Hace algunos años era poco frecuente escuchar esta frase en un consultorio. Hoy, probablemente sea una de las más repetidas:

“Estoy seguro de que el celular le arruinó la atención.”

La preocupación es completamente válida. Los niños y adolescentes pasan cada vez más tiempo frente a pantallas y es lógico preguntarse si esto puede afectar su desarrollo.

La buena noticia es que la ciencia lleva varios años investigando este tema. La mala noticia —o quizás la más interesante— es que la respuesta no es tan simple como solemos escuchar en redes sociales.

No todas las pantallas son iguales

Cuando hablamos de “tiempo de pantalla” solemos meter en la misma bolsa actividades muy diferentes.

No es lo mismo:

  • ver videos cortos durante dos horas sin interrupción;
  • hacer una videollamada con los abuelos;
  • leer un cuento interactivo junto a un adulto;
  • utilizar una aplicación educativa durante unos minutos.

Aunque todas implican una pantalla, la experiencia cognitiva y emocional es completamente distinta.

Por eso, cada vez más investigadores coinciden en que no alcanza con medir cuántas horas utiliza un dispositivo: también es importante observar qué hace el niño, cómo lo hace y con quién.

Un caso muy común en la consulta

Imaginemos a Tomás, de 8 años.

Sus padres consultan porque “no presta atención a nada”. En la escuela recibe llamados de atención frecuentes y, al volver a casa, puede pasar más de dos horas mirando videos cortos en el celular.

La primera reacción podría ser pensar que el problema es únicamente el teléfono.

Sin embargo, durante la evaluación aparecen otros datos importantes:

  • duerme menos horas de las recomendadas;
  • le cuesta sostener rutinas;
  • suele usar el celular mientras cena;
  • casi no realiza actividades al aire libre;
  • presenta dificultades atencionales también cuando no hay dispositivos cerca.

En este caso, quitar el celular probablemente ayude, pero difícilmente resuelva el problema por sí solo.

Las pantallas forman parte de un contexto mucho más amplio.

Entonces… ¿las pantallas afectan la atención?

La evidencia disponible muestra que un uso excesivo y poco supervisado de pantallas puede asociarse con mayores dificultades de atención y de funciones ejecutivas, especialmente en edades tempranas.

Pero esa asociación no implica que las pantallas sean la única causa.

Factores como el sueño, la actividad física, la dinámica familiar, el contenido consumido y las características individuales del niño también tienen un papel importante.

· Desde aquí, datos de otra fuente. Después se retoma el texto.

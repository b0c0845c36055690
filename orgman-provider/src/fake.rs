//! Scripted in-memory [`Transport`] for tests.
//!
//! Routes match on method, URL path (scheme and host ignored, query string
//! included) and a subset of query parameters. Unmatched requests get a 404.
//! Every request is recorded.

use std::cell::RefCell;

use crate::error::ProviderError;
use crate::transport::{ApiRequest, ApiResponse, Method, Transport};

struct Route {
    method: Method,
    path: String,
    query: Vec<(String, String)>,
    response: Option<ApiResponse>,
}

#[derive(Default)]
pub struct FakeTransport {
    routes: Vec<Route>,
    requests: RefCell<Vec<ApiRequest>>,
}

impl FakeTransport {
    pub fn new() -> Self {
        Self::default()
    }

    /// Answer `method path` with `response`.
    pub fn on(self, method: Method, path: &str, response: ApiResponse) -> Self {
        self.on_query(method, path, &[], response)
    }

    /// Answer `method path` carrying every `query` pair with `response`.
    pub fn on_query(
        mut self,
        method: Method,
        path: &str,
        query: &[(&str, &str)],
        response: ApiResponse,
    ) -> Self {
        self.routes.push(Route {
            method,
            path: path.to_string(),
            query: query
                .iter()
                .map(|(k, v)| (k.to_string(), v.to_string()))
                .collect(),
            response: Some(response),
        });
        self
    }

    /// Any request to `path` fails at the transport level.
    pub fn unreachable(mut self, path: &str) -> Self {
        for method in [Method::Get, Method::Post, Method::Put, Method::Patch] {
            self.routes.push(Route {
                method,
                path: path.to_string(),
                query: vec![],
                response: None,
            });
        }
        self
    }

    /// Every request sent so far, in order.
    pub fn requests(&self) -> Vec<ApiRequest> {
        self.requests.borrow().clone()
    }

    /// `(method, path)` of every request sent so far.
    pub fn sent(&self) -> Vec<(Method, String)> {
        self.requests
            .borrow()
            .iter()
            .map(|r| (r.method, path_of(&r.url).to_string()))
            .collect()
    }
}

impl Transport for FakeTransport {
    fn send(&self, request: &ApiRequest) -> Result<ApiResponse, ProviderError> {
        self.requests.borrow_mut().push(request.clone());

        let path = path_of(&request.url);
        let route = self.routes.iter().find(|route| {
            route.method == request.method
                && route.path == path
                && route.query.iter().all(|pair| request.query.contains(pair))
        });
        match route {
            Some(Route { response: Some(response), .. }) => Ok(response.clone()),
            Some(Route { response: None, .. }) => {
                Err(ProviderError::Transport(format!("connection refused: {}", request.url)))
            }
            None => Ok(ApiResponse::new(404, r#"{"message":"Not Found"}"#)),
        }
    }
}

/// `https://host/a/b?c=d` → `/a/b?c=d`.
fn path_of(url: &str) -> &str {
    match url.find("://") {
        Some(scheme_end) => {
            let rest = &url[scheme_end + 3..];
            rest.find('/').map_or("/", |i| &rest[i..])
        }
        None => url,
    }
}
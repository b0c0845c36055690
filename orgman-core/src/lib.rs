//! orgman core library: team model, configuration, team-file store and errors.
//!
//! Public API surface:
//! - [`types`] — newtypes and the [`TeamRecord`] model
//! - [`config`] — [`Config`] and the on-disk [`Layout`]
//! - [`store`] — load / save / list team files
//! - [`error`] — [`ConfigError`], [`StoreError`]

pub mod config;
pub mod error;
pub mod store;
pub mod types;

pub use config::{Config, HttpSettings, Layout};
pub use error::{ConfigError, StoreError};
pub use types::{
    Login, Permission, PermissionFlags, Privacy, RepositoryAccess, TeamRecord, TeamRole,
    TeamSettings, TeamSlug,
};
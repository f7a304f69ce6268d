//! OpenTelemetry-based observability with file-based trace export.
//!
//! `tracing` spans from both the plugin and the worker thread are bridged into
//! OpenTelemetry and written as OTLP JSON, one document per line, to
//! `vendorizer-otlp.json` in the plugin data directory.
//!
//! ```text
//! tracing → tracing-opentelemetry → TracerProvider → FileSpanExporter → RotatingFile
//! ```
//!
//! The level filter comes from the `trace_level` plugin option and defaults to
//! `info`. It accepts any `EnvFilter` directive, e.g.
//! `vendorizer::notify=debug,info`.
//!
//! # Modules
//!
//! - [`exporter`]: `SpanExporter` writing to a file, and the provider built on it
//! - [`otlp`]: OTLP JSON encoding of span batches
//! - [`rotation`]: Size-capped file with numbered backups

mod exporter;
mod otlp;
mod rotation;

use crate::Config;
use opentelemetry::trace::TracerProvider as _;
use opentelemetry_sdk::resource::Resource;
use tracing_opentelemetry::OpenTelemetryLayer;
use tracing_subscriber::{layer::SubscriberExt, util::SubscriberInitExt, EnvFilter};

pub use rotation::RotatingFile;

/// `service.name` resource attribute and instrumentation scope.
pub const SERVICE_NAME: &str = "Vendorizer";

/// Trace file name inside the data directory.
pub const TRACE_FILE: &str = "vendorizer-otlp.json";

const DEFAULT_LEVEL: &str = "info";

/// Installs the global subscriber.
///
/// Silently does nothing if the data directory can't be created or a
/// subscriber is already installed, so calling it from both the plugin and the
/// worker is harmless.
///
/// ```rust,no_run
/// use vendorizer::observability::init_tracing;
/// use vendorizer::Config;
///
/// init_tracing(&Config::default());
/// tracing::debug!("tracing is now active");
/// ```
pub fn init_tracing(config: &Config) {
    let level = config.trace_level.as_deref().unwrap_or(DEFAULT_LEVEL);
    let filter = EnvFilter::try_new(level).unwrap_or_else(|_| EnvFilter::new(DEFAULT_LEVEL));

    let data_dir = crate::infrastructure::get_data_dir();
    if std::fs::create_dir_all(&data_dir).is_err() {
        return;
    }

    let resource = Resource::new(vec![opentelemetry::KeyValue::new(
        "service.name",
        SERVICE_NAME,
    )]);
    let provider = exporter::tracer_provider(data_dir.join(TRACE_FILE), resource);
    let otel_layer = OpenTelemetryLayer::new(provider.tracer(SERVICE_NAME));

    let _ = tracing_subscriber::registry()
        .with(filter)
        .with(otel_layer)
        .try_init();
}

En otras palabras, las pantallas pueden ser una pieza del rompecabezas, pero rara vez explican toda la imagen.

ansiedad

¿Qué pueden hacer las familias?

No hace falta prohibir completamente la tecnología para favorecer un desarrollo saludable.

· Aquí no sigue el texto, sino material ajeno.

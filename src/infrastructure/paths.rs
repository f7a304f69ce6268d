//! Paths inside the Zellij plugin sandbox.
//!
//! The host filesystem is mounted under `/host`. User-supplied paths from the
//! plugin configuration are mapped into the sandbox here, and sandbox paths are
//! mapped back for display.

use std::path::PathBuf;

const HOST_ROOT: &str = "/host";

/// Returns the data directory for Vendorizer storage, traces, and exports.
///
/// Resolves to `~/.local/share/zellij/vendorizer` on the host when Zellij was
/// started from the home directory.
#[must_use]
pub fn get_data_dir() -> PathBuf {
    PathBuf::from(HOST_ROOT).join(".local/share/zellij").join("vendorizer")
}

/// Expands a leading `~` to the sandbox host root.
///
/// ```
/// use vendorizer::infrastructure::expand_tilde;
///
/// assert_eq!(expand_tilde("~/exports"), "/host/exports");
/// assert_eq!(expand_tilde("~"), "/host");
/// assert_eq!(expand_tilde("/abs"), "/abs");
/// ```
#[must_use]
pub fn expand_tilde(path: &str) -> String {
    if path.starts_with("~/") {
        path.replacen('~', HOST_ROOT, 1)
    } else if path == "~" {
        HOST_ROOT.to_string()
    } else {
        path.to_string()
    }
}

/// Maps a configured path into the sandbox.
///
/// Tilde paths and relative paths land under `/host`; absolute paths are kept.
#[must_use]
pub fn resolve_config_path(raw: &str) -> PathBuf {
    let expanded = expand_tilde(raw.trim());
    let path = PathBuf::from(&expanded);
    if path.is_absolute() {
        path
    } else {
        PathBuf::from(HOST_ROOT).join(path)
    }
}

/// Removes the `/host` prefix for display.
///
/// ```
/// use vendorizer::infrastructure::strip_host_prefix;
///
/// assert_eq!(strip_host_prefix("/host/exports/v.csv"), "/exports/v.csv");
/// assert_eq!(strip_host_prefix("/tmp/v.csv"), "/tmp/v.csv");
/// ```
#[must_use]
pub fn strip_host_prefix(path: &str) -> String {
    path.strip_prefix(HOST_ROOT).unwrap_or(path).to_string()
}

#[cfg(test)]
mod tests {
    use super::*;

    #[test]
    fn config_paths_land_in_sandbox() {
        assert_eq!(resolve_config_path("~/data/v.json"), PathBuf::from("/host/data/v.json"));
        assert_eq!(resolve_config_path("exports"), PathBuf::from("/host/exports"));
        assert_eq!(resolve_config_path(" /tmp/x "), PathBuf::from("/tmp/x"));
    }

    #[test]
    fn data_dir_is_under_host() {
        assert!(get_data_dir().starts_with(HOST_ROOT));
        assert!(get_data_dir().ends_with("vendorizer"));
    }
}
//! Infrastructure layer for filesystem and environment interactions.
//!
//! Path handling for the Zellij plugin sandbox, where the host filesystem is
//! mounted under `/host`.

pub mod paths;

pub use paths::{expand_tilde, get_data_dir, resolve_config_path, strip_host_prefix};
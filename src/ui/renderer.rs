//! Top-level rendering coordinator.
//!
//! Computes the view model from state and hands it to the component layout.
//! Zellij clears the pane before each render, so nothing here erases.
//!
//! # Example
//!
//! ```rust,no_run
//! use vendorizer::app::AppState;
//! use vendorizer::catalog::seed;
//! use vendorizer::ui::{render, Theme};
//!
//! let state = AppState::new(seed::bundled()?, Theme::default());
//! render(&state, 24, 80);
//! # Ok::<(), vendorizer::domain::VendorizerError>(())
//! ```

use crate::app::AppState;
use crate::ui::components;

/// Renders the plugin UI to stdout.
pub fn render(state: &AppState, rows: usize, cols: usize) {
    let viewmodel = state.compute_viewmodel(rows, cols);
    components::render_layout(&viewmodel, &state.theme, rows, cols);
}
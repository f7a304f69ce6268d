//! Vendor catalog: the in-memory store and the pure operations over it.
//!
//! Data flows one way through this layer:
//!
//! ```text
//! VendorStore → apply_filter → paginate → displayed rows
//!      ↑
//! VendorEditor (validated replace)
//! ```
//!
//! # Modules
//!
//! - `store`: The session's vendor records
//! - `filter`: Criteria matching, order-preserving
//! - `paginate`: Page slicing and "X to Y of Z" metadata
//! - `editor`: Draft editing and validation
//! - `lookup`: Fetch by code and by date range
//! - `seed`: Bundled and file-based seed data

pub mod editor;
pub mod filter;
pub mod lookup;
pub mod paginate;
pub mod seed;
pub mod store;

pub use editor::{Field, FieldErrors, SubmitOutcome, VendorDraft, VendorEditor};
pub use filter::apply_filter;
pub use paginate::{paginate, Page, PageSize};
pub use store::VendorStore;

Algunas recomendaciones respaldadas por especialistas incluyen:

  • establecer horarios claros para el uso de dispositivos;
  • evitar pantallas durante las comidas y antes de dormir;
  • priorizar contenidos adecuados para la edad;
  • acompañar a los niños mientras utilizan aplicaciones o videos cuando sea posible;
  • asegurar tiempo suficiente para el juego libre, la actividad física y el descanso.

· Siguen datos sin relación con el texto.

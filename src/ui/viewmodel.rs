//! View model types representing renderable UI state.
//!
//! View models are computed by `AppState::compute_viewmodel()` and consumed by
//! the renderer. They contain no business logic, only display-ready strings,
//! flags, and highlight ranges.

use crate::app::NoticeLevel;
use crate::domain::EmailStatus;

/// Complete UI view model for rendering.
#[derive(Debug, Clone)]
pub struct UIViewModel {
    pub header: HeaderInfo,

    /// Query and filter chips.
    pub filter_bar: FilterBarInfo,

    /// Single-line text prompt (code or date entry), when one is open.
    pub input_line: Option<InputLineInfo>,

    /// Main panel.
    pub body: ViewBody,

    pub pager: PagerInfo,

    /// Bulk send progress, while a bulk run is in flight.
    pub progress: Option<ProgressInfo>,

    /// Latest outcome announcement.
    pub notice: Option<NoticeInfo>,

    /// Open confirmation, drawn over everything else.
    pub dialog: Option<DialogInfo>,

    pub footer: FooterInfo,
}

/// What fills the space between the filter bar and the pager.
#[derive(Debug, Clone)]
pub enum ViewBody {
    Table(Vec<DisplayRow>),
    Editor(EditorView),
    History(HistoryView),
    Empty(EmptyState),
}

/// One vendor row of the table.
#[derive(Debug, Clone)]
pub struct DisplayRow {
    pub id: String,
    pub name: String,
    pub category: String,
    pub location: String,
    pub status: String,
    pub vendor_type: String,
    pub region: String,
    pub date: String,

    pub is_selected: bool,

    /// A single send to this vendor is in flight.
    pub is_sending: bool,

    /// Character ranges of `name` matching the query, `(start, end)` exclusive.
    pub highlight_ranges: Vec<(usize, usize)>,
}

#[derive(Debug, Clone)]
pub struct HeaderInfo {
    pub title: String,
    /// Right-aligned counts ("30 vendors | 2 sending").
    pub summary: String,
}

#[derive(Debug, Clone)]
pub struct FilterBarInfo {
    pub query: String,
    /// The query is being typed into.
    pub is_editing_query: bool,
    /// `"Label: value"` for each field filter.
    pub chips: Vec<String>,
    /// Any field filter is set, so clearing them would change something.
    pub show_clear_hint: bool,
}

#[derive(Debug, Clone)]
pub struct InputLineInfo {
    pub label: String,
    pub text: String,
}

/// Pagination status under the table.
#[derive(Debug, Clone)]
pub struct PagerInfo {
    /// "Showing X to Y of Z entries".
    pub label: String,
    /// "Page N of M".
    pub page: String,
    pub page_size: usize,
}

#[derive(Debug, Clone, Copy)]
pub struct ProgressInfo {
    pub processed: usize,
    pub total: usize,
    pub percent: usize,
}

#[derive(Debug, Clone)]
pub struct NoticeInfo {
    pub level: NoticeLevel,
    pub text: String,
}

#[derive(Debug, Clone)]
pub struct DialogInfo {
    pub title: String,
    pub lines: Vec<String>,
    pub hint: String,
}

/// The vendor edit form.
#[derive(Debug, Clone)]
pub struct EditorView {
    pub vendor_id: String,
    pub fields: Vec<EditorFieldView>,
}

#[derive(Debug, Clone)]
pub struct EditorFieldView {
    pub label: String,
    pub value: String,
    pub is_focused: bool,
    /// Value is chosen from a fixed list rather than typed.
    pub is_select: bool,
    pub error: Option<String>,
}

/// The email history panel.
#[derive(Debug, Clone)]
pub struct HistoryView {
    /// Per-status counts.
    pub summary: String,
    pub rows: Vec<HistoryRow>,
}

#[derive(Debug, Clone)]
pub struct HistoryRow {
    pub time: String,
    pub vendor: String,
    pub status: EmailStatus,
    pub message: String,
}

/// Shown in place of the table when no row is visible.
#[derive(Debug, Clone)]
pub struct EmptyState {
    pub message: String,
    pub subtitle: String,
}

#[derive(Debug, Clone)]
pub struct FooterInfo {
    /// Keybinding hints for the current mode.
    pub keybindings: String,
}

Pequeños cambios sostenidos suelen tener más impacto que medidas extremas difíciles de mantener.

El rol del profesional

Cuando una familia consulta por dificultades de atención, es comprensible que busque una explicación rápida.

Sin embargo, nuestro trabajo consiste en ampliar la mirada.

Antes de concluir que “el problema es el celular”, vale la pena explorar hábitos de sueño, organización familiar, demandas escolares, desarrollo emocional y antecedentes del niño.

Una evaluación integral permite ofrecer recomendaciones mucho más útiles y ajustadas a cada realidad.

Una idea para llevarse

Las pantallas no son enemigas del desarrollo, pero tampoco son neutras.

Más que preguntarnos “¿cuántas horas usa el celular?”, quizá la pregunta más útil sea:

“¿Qué lugar ocupan las pantallas dentro de la vida cotidiana de este niño?”

La respuesta suele aportar mucha más información que el reloj.


Referencia científica

Bal, N., y colaboradores (2024). Examining the relationship between language development, executive function, and screen time: A systematic review. Esta revisión sistemática concluye que la relación entre el uso de pantallas y el desarrollo cognitivo depende de múltiples factores, entre ellos el tipo de contenido, el contexto de uso y la participación de los adultos, por lo que recomienda interpretar el tiempo de pantalla dentro de un enfoque integral y no como un único indicador.